This blogger is now the happy possessor of a bottle of Glenfiddich. Which is ironic and odd. Because I gave up drinking once I found out it might combine very badly with the medicines I'm on, especially after I ended up with black and blue marks all over my nether anatomy where the catheter thing was inserted when I got a stent. I'm better now. But I didn't want to be seen naked (not that there was any danger of that) for more than a month afterward. They had me on so many bloodthinners at that time that if I was the only human in town a vampire would have starved.
Looked like a bruised corpse from the navel to the knees.
A scrawny slab of badly bruised beef.
So I cut out alcohol entirely. For nearly the next year and a half I was still taking Clopidogrel (standard when a stent is put in), which is an antiplatelet medication necessary so that things don't clog up when the body says "hey what is this thing?"

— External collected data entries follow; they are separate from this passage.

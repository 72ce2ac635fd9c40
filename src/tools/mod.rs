//! 工具模块集合
//!
//! 包含CLI、文件处理、格式化等工具模块，支持main.rs的流程控制。

pub mod batch_state;
pub mod cli;
pub mod constants;
pub mod formatter;
pub mod parallel_processor;
pub mod processor;
pub mod scanner;
pub mod utils;

// 重新导出主要的公共接口
pub use batch_state::{BatchStatsSnapshot, ParallelBatchStats, SerialBatchStats};
pub use cli::{AppConfig, parse_args, show_completion_info, show_startup_info};
pub use formatter::{ExportDocument, format_report, write_json_export, write_output};
pub use parallel_processor::process_batch_parallel;
pub use processor::{
    BatchOutcome, FileSummary, output_results, process_batch_serial, process_event_file,
    process_event_stream,
};
pub use scanner::{
    finalize_and_write_batch_output, scan_event_files, show_batch_completion_info,
    show_scan_results,
};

Which meant that every day after work I'd come home and count the disturbing bruises and oozing scrapes and cuts, because any bump, scrape, or forcefull contact with hard objects or pinchy doors meant no swift recovery. A minor cut which would have been a non-issue before, kept leaking or gushing for days afterward. There was the time I strolled into the bakery on my day off with what looked like a surgical waste dump on the end of my arm, having cut myself the evening before in a very minor accident in the storage area. I had changed bandages four times by then, but my finger was still bleeding like a stuck pig. I was fascinated -- how long is this darn puppy gonna keep barking? -- the three women who worked there were staring like they were seeing a natural disaster wrecking their homes, and because I had posted about this exciting adventure on FB, there was a note waiting for me at work the next day insisting that I tell the doctor forthwith to change my praescriptions from junkstuff ghetto meds to the Rolls Royces of pills. What I was taking caused heart attacks! My doctor was a quack! Someone's brother was a medical man, and had said something!
Well okay then. I continued operating on the assumption that my doctor knew what he was doing. Because all the evidence indicated that he knew what he was doing. My cardiologist also seemed confident that my doctor knew what he was doing. And I had naturally done all the reading pro and con on the medications, the condition being treated, expected progress, prognosises, side effects, and all that, and I knew that he knew what he was doing.
And I was fascinated by the effect of anti-platelet medication.
[My doctor has gone back to school. My new regular care physician, a charming and capable woman, has seen no reason to change my medications or dosages. I have every reason to believe that she knows what she's doing too.]
After we ended the Clopidogrel, things changed, but I'm still avoiding alcohol. Problem is that I haven't told my apartment mate. Who, it turns out, is fascinated by the shape of the bottle. Triangular. Which means I'll have to empty it. Because I am the drinker. She isn't.
What would be ideal is if a nice woman, with character in her face, of between twenty five and thirty five years of age, would come over on my days off in the early afternoon for a soothing cup of tea and a dramm of Scotch, but we all know that that isn't going to happen.
I am not social enough to know people like that. And the company of pipe smokers sadly is unappealing to the gentler sex, attracting only Tolkien fanboys and Sherlock Holmes nuts. With whom I will share neither tea nor liquor. Because I am not insane.
So the less said about that pipe dream, the better.